Wednesday, September 14, 2011

PSU: Temple's biggest game ever

The field is ready and the nation will be watching the Owls on Saturday.
Let's face it.
No matter what happens this year, Penn State is probably going to go to some nice, warm-weather, bowl game.
"We had over 30,000 some Temple fans for our game against Villanova, including 10,000 students. I don't know how many Temple fans we will have Saturday, but it certainly won't be any less than that.'
_ Steve Addazio
The best Temple can hope for, even if it jumps over the two or three teams ranked ahead of it (Toledo, Northern Illinois and maybe Ohio) and wins the MAC is Detroit.
Or Boise.
Or, in the best-case scenario, Mobile, Ala.
That's life in the MAC these days.
On Saturday, Temple plays Penn State in the national (not regional) game on ESPN.
The Owls will be playing in their own hometown in front of roughly a split crowd (which is an improvement on all other Penn State games of my lifetime, with the exception of the 1975 game at Franklin Field).
"We had over 30-thousand some Temple fans for our game against Villanova, including 10,000 students," Temple head coach Steve Addazio said. "I don't know how many Temple fans we will have Saturday, but it certainly won't be any less than that."

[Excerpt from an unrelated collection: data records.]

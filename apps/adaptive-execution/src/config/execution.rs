//! Repricing sequence configuration.

use std::time::Duration;

use serde::{Deserialize, Serialize};

use crate::domain::execution_tactics::{StrategyConfig, TickSizeConfig};

/// The `execution` section. Converted into an immutable [`StrategyConfig`].
#[derive(Debug, Clone, PartialEq, Serialize, Deserialize)]
pub struct ExecutionConfig {
    /// Limit attempts before giving up on limits.
    #[serde(default = "default_max_attempts")]
    pub max_attempts: u32,
    /// Wait for the first attempt, in seconds.
    #[serde(default = "default_base_timeout_secs")]
    pub base_timeout_secs: f64,
    /// Growth factor of the per-attempt wait.
    #[serde(default = "default_timeout_multiplier")]
    pub timeout_multiplier: f64,
    /// Extra ticks of aggressiveness per attempt.
    #[serde(default = "default_improvement_ticks")]
    pub price_improvement_ticks_per_attempt: u32,
    /// Minimum spacing between submissions, in milliseconds.
    #[serde(default = "default_min_repeg_interval_ms")]
    pub min_repeg_interval_ms: u64,
    /// Spread widening (bps of the original spread) that pauses the sequence.
    #[serde(default = "default_volatility_pause_bps")]
    pub volatility_pause_threshold_bps: u32,
    /// Chase price across attempts.
    #[serde(default = "default_true")]
    pub enable_adaptive_pricing: bool,
    /// Pause when the spread blows out.
    #[serde(default = "default_true")]
    pub enable_volatility_pause: bool,
    /// Finish with a market order when limits cannot.
    #[serde(default = "default_true")]
    pub enable_market_fallback: bool,
    /// Honor the post-open timing wait.
    #[serde(default = "default_true")]
    pub enable_timing_wait: bool,
    /// Upper bound on the whole limit sequence, in seconds.
    #[serde(default = "default_max_total_wait_secs")]
    pub max_total_wait_secs: u64,
    /// Cancel confirmation wait, in seconds.
    #[serde(default = "default_cancel_confirm_secs")]
    pub cancel_confirm_timeout_secs: u64,
    /// Market fallback fill wait, in seconds.
    #[serde(default = "default_market_fallback_secs")]
    pub market_fallback_timeout_secs: u64,
    /// Batch wait for sells to settle before buys, in seconds.
    #[serde(default = "default_settlement_secs")]
    pub settlement_timeout_secs: u64,
    /// Tick sizes.
    #[serde(default)]
    pub tick_sizes: TickSizeConfig,
}

impl ExecutionConfig {
    /// Build the strategy configuration the orchestrator runs with.
    ///
    /// Negative or non-finite second counts become zero; `validate_config`
    /// rejects them before this is reached on the normal load path.
    #[must_use]
    pub fn to_strategy_config(&self) -> StrategyConfig {
        StrategyConfig {
            max_attempts: self.max_attempts,
            base_timeout: Duration::try_from_secs_f64(self.base_timeout_secs)
                .unwrap_or(Duration::ZERO),
            timeout_multiplier: self.timeout_multiplier,
            price_improvement_ticks_per_attempt: self.price_improvement_ticks_per_attempt,
            min_repeg_interval: Duration::from_millis(self.min_repeg_interval_ms),
            volatility_pause_threshold_bps: self.volatility_pause_threshold_bps,
            enable_adaptive_pricing: self.enable_adaptive_pricing,
            enable_volatility_pause: self.enable_volatility_pause,
            enable_market_fallback: self.enable_market_fallback,
            enable_timing_wait: self.enable_timing_wait,
            max_total_wait: Duration::from_secs(self.max_total_wait_secs),
            cancel_confirm_timeout: Duration::from_secs(self.cancel_confirm_timeout_secs),
            market_fallback_timeout: Duration::from_secs(self.market_fallback_timeout_secs),
            settlement_timeout: Duration::from_secs(self.settlement_timeout_secs),
            tick_sizes: self.tick_sizes.clone(),
        }
    }
}

impl Default for ExecutionConfig {
    fn default() -> Self {
        Self {
            max_attempts: default_max_attempts(),
            base_timeout_secs: default_base_timeout_secs(),
            timeout_multiplier: default_timeout_multiplier(),
            price_improvement_ticks_per_attempt: default_improvement_ticks(),
            min_repeg_interval_ms: default_min_repeg_interval_ms(),
            volatility_pause_threshold_bps: default_volatility_pause_bps(),
            enable_adaptive_pricing: true,
            enable_volatility_pause: true,
            enable_market_fallback: true,
            enable_timing_wait: true,
            max_total_wait_secs: default_max_total_wait_secs(),
            cancel_confirm_timeout_secs: default_cancel_confirm_secs(),
            market_fallback_timeout_secs: default_market_fallback_secs(),
            settlement_timeout_secs: default_settlement_secs(),
            tick_sizes: TickSizeConfig::default(),
        }
    }
}

pub(super) const fn default_true() -> bool {
    true
}

const fn default_max_attempts() -> u32 {
    3
}

const fn default_base_timeout_secs() -> f64 {
    10.0
}

const fn default_timeout_multiplier() -> f64 {
    1.5
}

const fn default_improvement_ticks() -> u32 {
    1
}

const fn default_min_repeg_interval_ms() -> u64 {
    1_000
}

const fn default_volatility_pause_bps() -> u32 {
    10_000
}

const fn default_max_total_wait_secs() -> u64 {
    120
}

const fn default_cancel_confirm_secs() -> u64 {
    5
}

const fn default_market_fallback_secs() -> u64 {
    30
}

const fn default_settlement_secs() -> u64 {
    60
}
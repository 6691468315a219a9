//! Execution DTOs

use serde::{Deserialize, Serialize};
use rust_decimal::Decimal;

use crate::domain::order_execution::{ExecutionResult, OrderSide, OrderSize};
use crate::domain::shared::{CorrelationId, PlanHash, Symbol};

/// Request to execute one trade.
#[derive(Debug, Clone, PartialEq, Eq, Serialize, Deserialize)]
pub struct ExecutionRequest {
    /// Symbol.
    pub symbol: Symbol,
    /// Side.
    pub side: OrderSide,
    /// Shares or dollar amount.
    pub size: OrderSize,
}

impl ExecutionRequest {
    /// Request sized in shares.
    #[must_use]
    pub const fn shares(symbol: Symbol, side: OrderSide, quantity: Decimal) -> Self {
        Self {
            symbol,
            side,
            size: OrderSize::Shares(quantity),
        }
    }

    /// Request sized in dollars.
    #[must_use]
    pub const fn notional(symbol: Symbol, side: OrderSide, amount: Decimal) -> Self {
        Self {
            symbol,
            side,
            size: OrderSize::Notional(amount),
        }
    }
}

/// Outcome of an idempotent execution.
#[derive(Debug, Clone, PartialEq, Eq)]
pub enum IdempotentExecution {
    /// The request ran.
    Executed(ExecutionResult),
    /// The pair was already recorded; nothing ran.
    Skipped {
        /// Correlation id of the replayed request.
        correlation_id: CorrelationId,
        /// Plan hash of the replayed request.
        plan_hash: PlanHash,
    },
}

impl IdempotentExecution {
    /// The execution result, if the request ran.
    #[must_use]
    pub const fn result(&self) -> Option<&ExecutionResult> {
        match self {
            Self::Executed(result) => Some(result),
            Self::Skipped { .. } => None,
        }
    }

    /// Returns true if the request was skipped as a replay.
    #[must_use]
    pub const fn is_skipped(&self) -> bool {
        matches!(self, Self::Skipped { .. })
    }
}

/// Results of a sell-then-buy batch.
#[derive(Debug, Clone, Default, PartialEq, Eq)]
pub struct BatchExecutionReport {
    /// Results of the sell phase.
    pub sells: Vec<ExecutionResult>,
    /// Results of the buy phase.
    pub buys: Vec<ExecutionResult>,
    /// Whether every sell order settled before buys started.
    pub sells_settled: bool,
}

impl BatchExecutionReport {
    /// Returns true if every execution succeeded.
    #[must_use]
    pub fn all_succeeded(&self) -> bool {
        self.sells.iter().chain(&self.buys).all(|r| r.success)
    }

    /// Number of failed executions.
    #[must_use]
    pub fn failure_count(&self) -> usize {
        self.sells.iter().chain(&self.buys).filter(|r| !r.success).count()
    }
}
// Allow unwrap/expect in tests - tests should panic on unexpected errors
// Allow test-specific patterns and pedantic lints in test code
#![cfg_attr(
    test,
    allow(
        clippy::unwrap_used,
        clippy::expect_used,
        clippy::float_cmp,
        clippy::significant_drop_tightening,
        clippy::too_many_lines,
        clippy::match_same_arms,
        clippy::needless_pass_by_value,
        clippy::needless_collect,
        clippy::option_if_let_else,
        clippy::default_trait_access,
        clippy::items_after_statements,
        clippy::or_fun_call
    )
)]

//! Adaptive Execution - Rust Core Library
//!
//! Turns a desired (symbol, side, quantity) trade into a filled position with
//! a progressively repriced limit-order sequence, real-time fill detection and
//! a market-order fallback.
//!
//! # Architecture (Clean Architecture + DDD + Hexagonal)
//!
//! ## Layers (inside → outside)
//!
//! - **Domain**: Pure business logic
//!   - `order_execution`: Order snapshots, execution results, error taxonomy
//!   - `execution_tactics`: Repricing planner, tick resolver, spread and timing analysis
//!   - `position_sizing`: Safe share quantities from dollar amounts
//!
//! - **Application**: Use cases and orchestration
//!   - `ports`: `OrderGatewayPort`, `QuoteSourcePort`, `OrderUpdateStreamPort`, `BlobStorePort`
//!   - `services`: Completion monitors, idempotency store, share resolver
//!   - `use_cases`: `ExecuteTradeUseCase` (single trades and sell-then-buy batches)
//!
//! - **Infrastructure**: Adapters (implementations)
//!   - `broker`: Alpaca REST gateway and an in-memory broker
//!   - `price_feed`: Alpaca latest quote/trade source
//!   - `websocket`: Alpaca trade update stream
//!   - `persistence`: In-memory and file blob stores
//!   - `config`: Dependency injection container
//!
//! Cross-cutting: [`config`] (YAML loading) and [`observability`] (tracing
//! and Prometheus metrics).

#![forbid(unsafe_code)]
#![warn(missing_docs)]
#![warn(clippy::pedantic)]

// =============================================================================
// Clean Architecture Layers
// =============================================================================

/// Domain layer - Core business logic with no external dependencies.
pub mod domain;

/// Application layer - Use cases and port definitions.
pub mod application;

/// Infrastructure layer - Adapters and external integrations.
pub mod infrastructure;

// =============================================================================
// Cross-cutting
// =============================================================================

/// Configuration loading and validation.
pub mod config;

/// Logging and metrics.
pub mod observability;

// =============================================================================
// Re-exports from Clean Architecture
// =============================================================================

// Domain re-exports
pub use domain::execution_tactics::{
    MarketTimingConfig, RepricingPlanner, SpreadClassifier, SpreadThresholds, StrategyConfig,
    TickResolver,
};
pub use domain::order_execution::{
    ErrorKind, ExecutionError, ExecutionResult, Order, OrderSide, OrderSize, OrderStatus,
    OrderType, TimeInForce,
};
pub use domain::position_sizing::{QuantitySafeguard, SafeguardConfig, TradeItem};
pub use domain::shared::{CorrelationId, OrderId, PlanHash, Symbol};

// Application re-exports
pub use application::dto::{BatchExecutionReport, ExecutionRequest, IdempotentExecution};
pub use application::ports::{
    BlobStorePort, GatewayError, OrderGatewayPort, OrderUpdate, OrderUpdateStreamPort,
    PriceFeedError, Quote, QuoteSourcePort,
};
pub use application::services::{CompletionMonitor, ExecutionIdempotencyStore};
pub use application::use_cases::ExecuteTradeUseCase;

// Infrastructure re-exports
pub use infrastructure::broker::{AlpacaConfig, AlpacaEnvironment, AlpacaError, AlpacaGateway};
pub use infrastructure::config::{Container, ContainerError};
pub use infrastructure::persistence::{FileBlobStore, InMemoryBlobStore};
pub use infrastructure::price_feed::AlpacaQuoteSource;
pub use infrastructure::websocket::TradeUpdateStream;

pub use config::{Config, ConfigError, load_config};
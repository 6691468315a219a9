//! Polling completion monitor.

use std::sync::Arc;
use std::time::Duration;

use super::{CompletionMap, PendingOrders, deadline_after};
use crate::application::ports::OrderGatewayPort;
use crate::domain::shared::OrderId;

/// Polls the gateway at a fixed interval until every order settles or the
/// deadline passes.
pub struct PollingCompletionMonitor<G: OrderGatewayPort> {
    gateway: Arc<G>,
    poll_interval: Duration,
}

impl<G: OrderGatewayPort> PollingCompletionMonitor<G> {
    /// Create a polling monitor.
    pub const fn new(gateway: Arc<G>, poll_interval: Duration) -> Self {
        Self {
            gateway,
            poll_interval,
        }
    }

    /// Wait up to `max_wait` for every id to reach a terminal status.
    pub async fn await_completion(&self, order_ids: &[OrderId], max_wait: Duration) -> CompletionMap {
        let deadline = deadline_after(max_wait);
        let mut pending = PendingOrders::new(order_ids);

        pending.poll(self.gateway.as_ref()).await;
        pending
            .poll_until(self.gateway.as_ref(), deadline, self.poll_interval)
            .await;
        pending.finish()
    }
}
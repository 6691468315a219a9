//! Observability configuration for logging and metrics.

use serde::{Deserialize, Serialize};

/// The `observability` section.
#[derive(Debug, Clone, PartialEq, Eq, Serialize, Deserialize, Default)]
pub struct ObservabilityConfig {
    /// Logging configuration.
    #[serde(default)]
    pub logging: LoggingConfig,
    /// Prometheus exporter configuration.
    #[serde(default)]
    pub metrics: MetricsSettings,
}

/// Logging configuration.
#[derive(Debug, Clone, PartialEq, Eq, Serialize, Deserialize)]
pub struct LoggingConfig {
    /// Default level; `RUST_LOG` wins when set.
    #[serde(default = "default_log_level")]
    pub level: String,
    /// `json`, `pretty` or `compact`.
    #[serde(default = "default_log_format")]
    pub format: String,
    /// Include span information.
    #[serde(default = "default_include_spans")]
    pub include_spans: bool,
}

impl Default for LoggingConfig {
    fn default() -> Self {
        Self {
            level: default_log_level(),
            format: default_log_format(),
            include_spans: true,
        }
    }
}

/// Prometheus exporter settings.
#[derive(Debug, Clone, PartialEq, Eq, Serialize, Deserialize)]
pub struct MetricsSettings {
    /// Install the exporter.
    #[serde(default)]
    pub enabled: bool,
    /// Listener address for `/metrics`.
    #[serde(default = "default_listen_addr")]
    pub listen_addr: String,
}

impl Default for MetricsSettings {
    fn default() -> Self {
        Self {
            enabled: false,
            listen_addr: default_listen_addr(),
        }
    }
}

fn default_log_level() -> String {
    "info".to_string()
}

fn default_log_format() -> String {
    "json".to_string()
}

const fn default_include_spans() -> bool {
    true
}

fn default_listen_addr() -> String {
    "0.0.0.0:9090".to_string()
}
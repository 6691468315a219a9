//! Quote Source Adapters
//!
//! Implementations of `QuoteSourcePort`.

mod alpaca;
mod mock;

pub use alpaca::AlpacaQuoteSource;
pub use mock::MockQuoteSource;
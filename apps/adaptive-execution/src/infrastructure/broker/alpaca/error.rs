//! Alpaca-specific error types.

use thiserror::Error;

use crate::application::ports::{GatewayError, PriceFeedError, mentions_insufficient_funds};

/// Errors from the Alpaca adapters.
#[derive(Debug, Error, Clone)]
pub enum AlpacaError {
    /// HTTP request failed.
    #[error("HTTP error: {0}")]
    Http(String),

    /// API returned an error.
    #[error("API error: {code} - {message}")]
    Api {
        /// Error code from the API.
        code: String,
        /// Error message from the API.
        message: String,
    },

    /// Order was rejected.
    #[error("Order rejected: {0}")]
    OrderRejected(String),

    /// Account lacks buying power for the order.
    #[error("Insufficient buying power: {0}")]
    InsufficientBuyingPower(String),

    /// Authentication failed.
    #[error("Authentication failed")]
    AuthenticationFailed,

    /// Rate limited.
    #[error("Rate limited, retry after {retry_after_secs}s")]
    RateLimited {
        /// Suggested retry delay in seconds.
        retry_after_secs: u64,
    },

    /// Network error (retryable).
    #[error("Network error: {0}")]
    Network(String),

    /// JSON parsing error.
    #[error("JSON parsing error: {0}")]
    JsonParse(String),

    /// Max retries exceeded.
    #[error("Max retries exceeded after {attempts} attempts")]
    MaxRetriesExceeded {
        /// Number of attempts made before giving up.
        attempts: u32,
    },

    /// Resource not found.
    #[error("Not found: {resource}")]
    NotFound {
        /// Request path of the missing resource.
        resource: String,
    },
}

impl From<AlpacaError> for GatewayError {
    fn from(err: AlpacaError) -> Self {
        match err {
            AlpacaError::Http(msg) | AlpacaError::Network(msg) | AlpacaError::JsonParse(msg) => {
                Self::ConnectionError { message: msg }
            }
            AlpacaError::Api { code, message } => {
                if mentions_insufficient_funds(&message) {
                    Self::InsufficientFunds { message }
                } else if code == "400" {
                    Self::InvalidRequest { message }
                } else {
                    Self::Unknown {
                        message: format!("{code}: {message}"),
                    }
                }
            }
            AlpacaError::OrderRejected(reason) => Self::OrderRejected { reason },
            AlpacaError::InsufficientBuyingPower(message) => Self::InsufficientFunds { message },
            AlpacaError::AuthenticationFailed => Self::Unknown {
                message: "Authentication failed".to_string(),
            },
            AlpacaError::RateLimited { .. } => Self::RateLimited,
            AlpacaError::MaxRetriesExceeded { attempts } => Self::ConnectionError {
                message: format!("Max retries exceeded after {attempts} attempts"),
            },
            AlpacaError::NotFound { resource } => Self::OrderNotFound { order_id: resource },
        }
    }
}

impl From<AlpacaError> for PriceFeedError {
    fn from(err: AlpacaError) -> Self {
        match err {
            AlpacaError::NotFound { resource } => Self::UnknownSymbol { symbol: resource },
            other => Self::Transport(other.to_string()),
        }
    }
}

#[cfg(test)]
mod tests {
    use super::*;
    use crate::domain::order_execution::ErrorKind;

    #[test]
    fn http_error_is_connection_error() {
        let err: GatewayError = AlpacaError::Http("connection refused".to_string()).into();
        assert!(matches!(err, GatewayError::ConnectionError { .. }));
        assert_eq!(err.kind(), ErrorKind::Unclassified);
    }

    #[test]
    fn buying_power_maps_to_insufficient_funds() {
        let err: GatewayError =
            AlpacaError::InsufficientBuyingPower("insufficient buying power".to_string()).into();
        assert_eq!(err.kind(), ErrorKind::InsufficientFunds);
    }

    #[test]
    fn api_error_mentioning_funds_maps_to_insufficient_funds() {
        let err: GatewayError = AlpacaError::Api {
            code: "40310000".to_string(),
            message: "insufficient buying power".to_string(),
        }
        .into();
        assert!(matches!(err, GatewayError::InsufficientFunds { .. }));
    }

    #[test]
    fn rejection_maps_to_gateway_rejection() {
        let err: GatewayError = AlpacaError::OrderRejected("market closed".to_string()).into();
        assert_eq!(err.kind(), ErrorKind::GatewayRejection);
    }

    #[test]
    fn rate_limited() {
        let err: GatewayError = AlpacaError::RateLimited {
            retry_after_secs: 60,
        }
        .into();
        assert!(matches!(err, GatewayError::RateLimited));
    }

    #[test]
    fn not_found_for_price_feed() {
        let err: PriceFeedError = AlpacaError::NotFound {
            resource: "/v2/stocks/ZZZZ/quotes/latest".to_string(),
        }
        .into();
        assert!(matches!(err, PriceFeedError::UnknownSymbol { .. }));
    }
}
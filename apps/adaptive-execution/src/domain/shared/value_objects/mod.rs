//! Shared Value Objects
//!
//! Immutable domain types used across bounded contexts.
//! Value objects are compared by value, not identity.

mod identifiers;
mod symbol;

pub use identifiers::{ClientOrderId, CorrelationId, OrderId, PlanHash};
pub use symbol::Symbol;
//! Repricing Planner Domain Service
//!
//! Pure functions of an [`AttemptState`] and a [`StrategyConfig`]: the
//! limit price and wait for attempt N, and whether the spread has degraded
//! enough to stop chasing.

use std::time::Duration;

use rust_decimal::Decimal;

use crate::domain::execution_tactics::services::TickResolver;
use crate::domain::execution_tactics::value_objects::{AttemptPlan, AttemptState, StrategyConfig};
use crate::domain::order_execution::OrderSide;

/// Stateless repricing planner.
#[derive(Debug, Clone, Copy, Default)]
pub struct RepricingPlanner;

impl RepricingPlanner {
    /// The full attempt schedule for `config`.
    #[must_use]
    pub fn plan_attempts(config: &StrategyConfig) -> Vec<AttemptPlan> {
        (0..config.max_attempts)
            .map(|attempt| AttemptPlan {
                attempt,
                timeout: Self::timeout(attempt, config),
                price_improvement_ticks: attempt
                    .saturating_mul(config.price_improvement_ticks_per_attempt),
            })
            .collect()
    }

    /// Wait for `attempt`: `base_timeout * multiplier^attempt`.
    #[must_use]
    pub fn timeout(attempt: u32, config: &StrategyConfig) -> Duration {
        let exponent = i32::try_from(attempt).unwrap_or(i32::MAX);
        let factor = config.timeout_multiplier.powi(exponent);
        Duration::try_from_secs_f64(config.base_timeout.as_secs_f64() * factor)
            .unwrap_or(Duration::MAX)
    }

    /// Marketable limit price for `attempt`.
    ///
    /// Starts one tick through the far side of the quote (ask + tick for a
    /// buy, bid - tick for a sell) and, with adaptive pricing on, moves a
    /// further `price_improvement_ticks_per_attempt` ticks per attempt. The
    /// result sits on the tick grid, and a sell never goes below one tick.
    #[must_use]
    pub fn price_for_attempt(state: &AttemptState, attempt: u32, config: &StrategyConfig) -> Decimal {
        let tick = TickResolver::new(&config.tick_sizes).resolve(state.symbol(), state.midpoint());

        let improvement = if config.enable_adaptive_pricing {
            tick * Decimal::from(config.price_improvement_ticks_per_attempt)
                * Decimal::from(attempt)
        } else {
            Decimal::ZERO
        };

        let raw = match state.side() {
            OrderSide::Buy => state.ask() + tick + improvement,
            OrderSide::Sell => state.bid() - tick - improvement,
        };
        let price = TickResolver::quantize(raw, tick);

        match state.side() {
            OrderSide::Buy => price,
            OrderSide::Sell => price.max(tick),
        }
    }

    /// Whether the spread has widened past the volatility threshold.
    ///
    /// Degradation is measured in basis points of the original spread.
    #[must_use]
    pub fn should_pause_for_volatility(
        original_spread: Decimal,
        current_spread: Decimal,
        config: &StrategyConfig,
    ) -> bool {
        if !config.enable_volatility_pause || original_spread <= Decimal::ZERO {
            return false;
        }
        let degradation_bps =
            (current_spread - original_spread) / original_spread * Decimal::from(10_000);
        degradation_bps > Decimal::from(config.volatility_pause_threshold_bps)
    }
}
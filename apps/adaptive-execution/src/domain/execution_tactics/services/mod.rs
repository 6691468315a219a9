//! Execution Tactics Domain Services

mod market_timing;
mod repricing_planner;
mod spread_classifier;
mod tick_resolver;

pub use market_timing::{MarketTimingAdvisor, exchange_local_time};
pub use repricing_planner::RepricingPlanner;
pub use spread_classifier::SpreadClassifier;
pub use tick_resolver::TickResolver;
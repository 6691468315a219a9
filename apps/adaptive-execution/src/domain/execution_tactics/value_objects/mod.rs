//! Execution Tactics Value Objects

mod attempt;
mod spread;
mod strategy_config;
mod timing;

pub use attempt::{AttemptPlan, AttemptState};
pub use spread::{ExecutionUrgency, SpreadClass, SpreadRecommendation, SpreadThresholds};
pub use strategy_config::{StrategyConfig, TickSizeConfig};
pub use timing::{MarketTimingConfig, TimingAdvice};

Temple won't be in a better bowl game this season unless it beats Penn State, Maryland and Toledo in a row and then finishes the season by running the table.
The bowl game in Washington D.C. in a half-empty and freezing RFK was nice, but it is not this.
A win over a 6-5 Cal team in the Garden State Bowl was nice, but it was not this.
Seventy-thousand people and a national TV audience is a chance for this program to make its mark nationally.
Maybe its only chance.
This time, a win is well within the realm of reality.
Temple beat UConn by two touchdowns last year and UConn found itself in the Fiesta Bowl.
Two years ago, without a quarterback, Temple handed a 10-2 Navy team a 28-24 loss on the road. That Navy team beat Missouri, 35-14, in its bowl game.
So it's not as if this program hasn't done some impressive things in the last two years.
Temple won eight games last year and nine games the year before and just about every Temple fan will tell you that this team is better than those two teams.
This is a chance for the Owls to show it on the biggest stage and in front of the most people who will ever watch them play.
A lot of kids play football their whole lives and never get a chance like this. These Owls are only a few hours away from getting their shot.